HHS Releases Medical Loss Ratio Regulations

On December 1, 2010, the Department of Health and Human Services (HHS) published in the federal register an interim final rule requiring health insurers to spend at least 80 to 85 percent of premiums paid on medical costs and quality improvements. In other words, administrative expenses and profits are limited to 20 percent of premiums in the small group and individual market and 15 percent in the large group market.

The regulation, known as the “medical loss ratio” (MLR) provision of the Patient Protection and Affordable Care Act (ACA) certifies and adopts the recommendations submitted to HHS by the National Association of Insurance Commissioners (NAIC) on October 27, 2010.  It also incorporates recommendations from a letter sent to HHS by NAIC on October 13, 2010, asking the Secretary to be responsive to requests from state regulators for a phase-in period of the regulations to prevent market destabilization in some state insurance markets. 

The MLR rule takes effect January 1, 2011 and is intended to increase transparency and accountability and ensure that consumers receive good value for their premium dollar.  Insurance companies will have to publicly report how they spend premium dollars and provide rebates to consumers if they do not meet the MLR standard.  The first report, containing calendar year 2011 data will be due June 1, 2012.  Rebates must be paid by August 1 each year, beginning in 2012. 

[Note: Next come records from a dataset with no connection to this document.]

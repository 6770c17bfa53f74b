//! Session record and login credentials.

use serde::{Deserialize, Serialize};

use bibliotek_core::UserId;

use crate::Role;

/// An authenticated session as the client knows it.
///
/// Created on successful login or restored from the session store; destroyed
/// on logout or when a silent refresh fails. The bearer token is deliberately
/// *not* part of this record — it lives only in client memory and is never
/// persisted.
#[derive(Debug, Clone, PartialEq, Eq, Serialize, Deserialize)]
#[serde(rename_all = "camelCase")]
pub struct Session {
    pub user_id: UserId,
    pub email: String,
    pub role: Role,
}

impl Session {
    pub fn new(user_id: UserId, email: impl Into<String>, role: Role) -> Self {
        Self {
            user_id,
            email: email.into(),
            role,
        }
    }

    pub fn is_admin(&self) -> bool {
        self.role.is_admin()
    }
}

/// Credentials submitted to the login endpoint.
#[derive(Clone, Serialize)]
pub struct LoginCredentials {
    pub email: String,
    pub password: String,
}

impl LoginCredentials {
    pub fn new(email: impl Into<String>, password: impl Into<String>) -> Self {
        Self {
            email: email.into(),
            password: password.into(),
        }
    }
}

// Keep the password out of logs.
impl core::fmt::Debug for LoginCredentials {
    fn fmt(&self, f: &mut core::fmt::Formatter<'_>) -> core::fmt::Result {
        f.debug_struct("LoginCredentials")
            .field("email", &self.email)
            .field("password", &"<redacted>")
            .finish()
    }
}

#[cfg(test)]
mod tests {
    use super::*;

    #[test]
    fn session_round_trips_with_camel_case_keys() {
        let session = Session::new(UserId::new(), "reader@example.com", Role::User);
        let json = serde_json::to_value(&session).unwrap();

        assert!(json.get("userId").is_some());
        assert_eq!(json["role"], "user");

        let back: Session = serde_json::from_value(json).unwrap();
        assert_eq!(back, session);
    }

    #[test]
    fn session_restores_from_a_record_with_mixed_case_role() {
        let session: Session = serde_json::from_value(serde_json::json!({
            "userId": UserId::new().to_string(),
            "email": "admin@example.com",
            "role": "Admin",
        }))
        .unwrap();

        assert!(session.is_admin());
    }

    #[test]
    fn credentials_debug_redacts_password() {
        let creds = LoginCredentials::new("reader@example.com", "hunter2");
        let rendered = format!("{creds:?}");
        assert!(!rendered.contains("hunter2"));
        assert!(rendered.contains("reader@example.com"));
    }
}
//! Book endpoints.

use bibliotek_catalog::{Book, CreateBook, UpdateBook};
use bibliotek_core::{BookId, Page, PageQuery};

use crate::client::{ApiClient, ApiRequest};
use crate::endpoints;
use crate::error::ClientError;

impl ApiClient {
    /// List books, one page at a time, optionally filtered by title.
    pub async fn list_books(
        &self,
        page: PageQuery,
        title: Option<&str>,
    ) -> Result<Page<Book>, ClientError> {
        let mut params = page.to_params();
        if let Some(title) = title {
            params.push(("title", title.to_string()));
        }
        self.dispatch(ApiRequest::get(endpoints::BOOKS).query(params))
            .await
    }

    pub async fn get_book(&self, id: BookId) -> Result<Book, ClientError> {
        self.dispatch(ApiRequest::get(endpoints::book(id))).await
    }

    /// Create a book. The payload is validated locally before any request is
    /// sent; server-side rejections surface as [`ClientError::Validation`]
    /// with the server's messages verbatim.
    pub async fn create_book(&self, book: &CreateBook) -> Result<Book, ClientError> {
        book.validate()?;
        self.dispatch(ApiRequest::post(endpoints::BOOKS).json(book)?)
            .await
    }

    pub async fn update_book(&self, id: BookId, book: &UpdateBook) -> Result<Book, ClientError> {
        book.validate()?;
        self.dispatch(ApiRequest::put(endpoints::book(id)).json(book)?)
            .await
    }

    pub async fn delete_book(&self, id: BookId) -> Result<(), ClientError> {
        self.dispatch_unit(ApiRequest::delete(endpoints::book(id)))
            .await
    }
}
//! Client error taxonomy and normalization to user-facing messages.

use thiserror::Error;

use bibliotek_core::DomainError;

/// Message shown when a failure carries no structured errors.
pub const FALLBACK_MESSAGE: &str = "Something went wrong";

/// Failure of an API call as seen by the caller.
///
/// Silent-refresh recoveries are invisible here: an error of this type means
/// the call is over. `RefreshFailed` and `SessionExpired` both imply the
/// persisted session has already been removed.
#[derive(Debug, Error)]
pub enum ClientError {
    /// The silent token refresh failed; the session is gone.
    #[error("unable to refresh token: {0}")]
    RefreshFailed(String),

    /// The server rejected credentials again after a successful refresh.
    #[error("session expired")]
    SessionExpired,

    /// Structured validation/business errors reported by the API (or caught
    /// locally before the request was sent).
    #[error("validation failed: {}", .0.join("; "))]
    Validation(Vec<String>),

    /// Transport-level failure (connect, timeout, body read).
    #[error("network error: {0}")]
    Network(String),

    /// Unexpected status without a structured error payload.
    #[error("API error ({0}): {1}")]
    Api(u16, String),

    /// The response body did not match the expected shape.
    #[error("parse error: {0}")]
    Parse(String),

    /// The session store could not be read or written.
    #[error("session store error: {0}")]
    Store(String),
}

impl ClientError {
    /// Flatten any failure into the list of messages a UI would display.
    pub fn messages(&self) -> Vec<String> {
        match self {
            ClientError::Validation(errors) if !errors.is_empty() => errors.clone(),
            ClientError::SessionExpired => vec!["Session expired".to_string()],
            ClientError::RefreshFailed(_) => vec!["Unable to refresh token".to_string()],
            _ => vec![FALLBACK_MESSAGE.to_string()],
        }
    }
}

impl From<DomainError> for ClientError {
    fn from(err: DomainError) -> Self {
        ClientError::Validation(vec![err.to_string()])
    }
}

#[cfg(test)]
mod tests {
    use super::*;

    #[test]
    fn validation_messages_are_passed_through_verbatim() {
        let err = ClientError::Validation(vec![
            "title must not be empty".to_string(),
            "author must not be empty".to_string(),
        ]);
        assert_eq!(
            err.messages(),
            vec!["title must not be empty", "author must not be empty"]
        );
    }

    #[test]
    fn opaque_failures_collapse_to_the_fallback_message() {
        for err in [
            ClientError::Network("connection refused".to_string()),
            ClientError::Api(500, "internal".to_string()),
            ClientError::Parse("bad json".to_string()),
        ] {
            assert_eq!(err.messages(), vec![FALLBACK_MESSAGE.to_string()]);
        }
    }

    #[test]
    fn auth_failures_have_dedicated_notices() {
        assert_eq!(ClientError::SessionExpired.messages(), vec!["Session expired"]);
        assert_eq!(
            ClientError::RefreshFailed("boom".to_string()).messages(),
            vec!["Unable to refresh token"]
        );
    }

    #[test]
    fn domain_errors_become_validation_errors() {
        let err: ClientError = DomainError::validation("title must not be empty").into();
        match err {
            ClientError::Validation(messages) => {
                assert_eq!(messages, vec!["validation failed: title must not be empty"]);
            }
            other => panic!("expected Validation, got {other:?}"),
        }
    }
}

According to the rule, insurance companies can deduct federal and state taxes that apply to health insurance coverage from an insurer’s premium revenue when calculating the medical loss ratio.  Taxes assessed on investment income and capital gains may not be deducted from premium revenue.  If insurance companies can show measurable results stemming from the quality improvement activities outlined in the regulation, they may be able to count them toward the 80 or 85 percent standard.  Insurers will not be required to present initial evidence in order to designate an activity as “quality improving” when they first begin implementing the new rule.

The regulation also allows for adjustments to the MLR standard to guard against market destabilization.  Consistent with the NAIC recommendations in its October 13 letter to HHS, the rule establishes a process for states to request an adjustment to the MLR standard for up to three years, if it is determined that meeting the 80 percent MLR standard may destabilize the individual market and result in fewer choices for consumers.  

Other accommodations and adjustments included in the rule address the special circumstances of small plans, new plans, mini-med, and expatriate (covering U.S. citizens residing in foreign countries) plans. 

Although HHS has direct enforcement authority under the ACA for the MLR requirements, it will accept the findings of a state audit of MLR compliance if they are based on the MLR requirements set forth in federal law and regulations.  The monetary penalty for an insurer’s failure to comply with the reporting and rebate requirements is based on the Health Insurance Portability and Accountability Act of 1996 (HIPAA) penalties and is $100 per day, per individual affected by the violation.